**What is needed:**
Give back the entries exactly, ending with the "pub enum LiveChannel" line.

[Data extracts — start]

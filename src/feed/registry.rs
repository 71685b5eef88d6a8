//! Live subscriber registry
//!
//! Each subscriber owns a bounded outbound queue. The registry keeps the
//! sending halves keyed by connection id; broadcasts take a snapshot of the
//! matching senders so joins and leaves never contend with an in-flight
//! fan-out.

use crate::metrics::GatewayMetrics;
use dashmap::DashMap;
use serde::{Deserialize, Serialize};
use std::sync::{
    atomic::{AtomicU64, Ordering},
    Arc,
};
use thiserror::Error;
use tokio::sync::mpsc;
use tracing::debug;

/// Logical event channels offered to live subscribers
#[derive(Debug, Clone, Copy, PartialEq, Eq, Hash, Serialize, Deserialize)]
#[serde(rename_all = "lowercase")]
pub enum LiveChannel {
    Transactions,
    Blocks,
}

impl LiveChannel {
    pub const ALL: [LiveChannel; 2] = [LiveChannel::Transactions, LiveChannel::Blocks];

    pub fn as_str(&self) -> &'static str {
        match self {
            LiveChannel::Transactions => "transactions",
            LiveChannel::Blocks => "blocks",
        }
    }

    pub fn parse(label: &str) -> Option<Self> {
        match label.trim() {
            "transactions" => Some(LiveChannel::Transactions),
            "blocks" => Some(LiveChannel::Blocks),
            _ => None,
        }
    }
}

/// Subset of [`LiveChannel`]s a subscriber receives
#[derive(Debug, Clone, Copy, PartialEq, Eq)]
pub struct ChannelSet {
    transactions: bool,
    blocks: bool,
}

impl ChannelSet {
    pub fn all() -> Self {
        Self {
            transactions: true,
            blocks: true,
        }
    }

    pub fn only(channel: LiveChannel) -> Self {
        Self::from_iter([channel])
    }

    /// Parse a comma separated list such as `transactions,blocks`.
    ///
    /// Unknown names are ignored; an empty result is `None`.
    pub fn parse_list(list: &str) -> Option<Self> {
        let set: Self = list.split(',').filter_map(LiveChannel::parse).collect();
        (!set.is_empty()).then_some(set)
    }

    pub fn contains(&self, channel: LiveChannel) -> bool {
        match channel {
            LiveChannel::Transactions => self.transactions,
            LiveChannel::Blocks => self.blocks,
        }
    }

    pub fn is_empty(&self) -> bool {
        !self.transactions && !self.blocks
    }
}

impl Default for ChannelSet {
    fn default() -> Self {
        Self::all()
    }
}

impl FromIterator<LiveChannel> for ChannelSet {
    fn from_iter<I: IntoIterator<Item = LiveChannel>>(iter: I) -> Self {
        let mut set = Self {
            transactions: false,
            blocks: false,
        };
        for channel in iter {
            match channel {
                LiveChannel::Transactions => set.transactions = true,
                LiveChannel::Blocks => set.blocks = true,
            }
        }
        set
    }
}

#[derive(Debug, Clone, PartialEq, Eq, Error)]
pub enum RegistryError {
    #[error("subscriber limit of {max} reached")]
    Full { max: usize },
}

/// Connection id returned by [`SubscriptionRegistry::register`]
#[derive(Debug, Clone, Copy, PartialEq, Eq, Hash)]
pub struct SubscriberHandle(u64);

impl std::fmt::Display for SubscriberHandle {
    fn fmt(&self, f: &mut std::fmt::Formatter<'_>) -> std::fmt::Result {
        write!(f, "sub_{}", self.0)
    }
}

/// Registered subscriber: its channels and the sending half of its queue
#[derive(Debug)]
pub struct Subscriber {
    handle: SubscriberHandle,
    channels: ChannelSet,
    sender: mpsc::Sender<Arc<str>>,
}

impl Subscriber {
    #[inline]
    pub fn handle(&self) -> SubscriberHandle {
        self.handle
    }

    #[inline]
    pub fn wants(&self, channel: LiveChannel) -> bool {
        self.channels.contains(channel)
    }

    /// Enqueue without waiting on the consumer.
    #[inline]
    pub fn try_send(&self, message: Arc<str>) -> Result<(), mpsc::error::TrySendError<Arc<str>>> {
        self.sender.try_send(message)
    }
}

pub struct SubscriptionRegistry {
    subscribers: DashMap<u64, Arc<Subscriber>>,
    next_id: AtomicU64,
    buffer: usize,
    max_subscribers: usize,
    metrics: Arc<GatewayMetrics>,
}

impl SubscriptionRegistry {
    /// `buffer` bounds each subscriber's queue; `max_subscribers` caps the set.
    pub fn new(buffer: usize, max_subscribers: usize, metrics: Arc<GatewayMetrics>) -> Self {
        Self {
            subscribers: DashMap::new(),
            next_id: AtomicU64::new(1),
            buffer: buffer.max(1),
            max_subscribers,
            metrics,
        }
    }

    /// Add a subscriber and hand back the receiving half of its queue.
    pub fn register(
        &self,
        channels: ChannelSet,
    ) -> Result<(SubscriberHandle, mpsc::Receiver<Arc<str>>), RegistryError> {
        if self.subscribers.len() >= self.max_subscribers {
            return Err(RegistryError::Full {
                max: self.max_subscribers,
            });
        }

        let handle = SubscriberHandle(self.next_id.fetch_add(1, Ordering::Relaxed));
        let (sender, receiver) = mpsc::channel(self.buffer);
        self.subscribers.insert(
            handle.0,
            Arc::new(Subscriber {
                handle,
                channels,
                sender,
            }),
        );
        self.publish_count();

        debug!(subscriber = %handle, ?channels, "Subscriber registered");
        Ok((handle, receiver))
    }

    /// Remove a subscriber. Returns false when it was already gone.
    pub fn unregister(&self, handle: SubscriberHandle) -> bool {
        let removed = self.subscribers.remove(&handle.0).is_some();
        if removed {
            self.publish_count();
            debug!(subscriber = %handle, "Subscriber unregistered");
        }
        removed
    }

    /// Subscribers currently interested in `channel`
    pub fn snapshot(&self, channel: LiveChannel) -> Vec<Arc<Subscriber>> {
        self.subscribers
            .iter()
            .filter(|entry| entry.value().wants(channel))
            .map(|entry| Arc::clone(entry.value()))
            .collect()
    }

    pub fn count(&self) -> usize {
        self.subscribers.len()
    }

    fn publish_count(&self) {
        self.metrics
            .live_subscribers
            .store(self.subscribers.len() as u64, Ordering::Relaxed);
    }
}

[Data extracts — finish]

**Answer space:**
filename src/feed/registry.rs
repository 71685b5eef88d6a8
//! Live subscriber registry
//!
//! Each subscriber owns a bounded outbound queue. The registry keeps the
//! sending halves keyed by connection id; broadcasts take a snapshot of the
//! matching senders so joins and leaves never contend with an in-flight
//! fan-out.

use crate::metrics::GatewayMetrics;
use dashmap::DashMap;
use serde::{Deserialize, Serialize};
use std::sync::{
    atomic::{AtomicU64, Ordering},
    Arc,
};
use thiserror::Error;
use tokio::sync::mpsc;
use tracing::debug;

/// Logical event channels offered to live subscribers
#[derive(Debug, Clone, Copy, PartialEq, Eq, Hash, Serialize, Deserialize)]
#[serde(rename_all = "lowercase")]
pub enum LiveChannel {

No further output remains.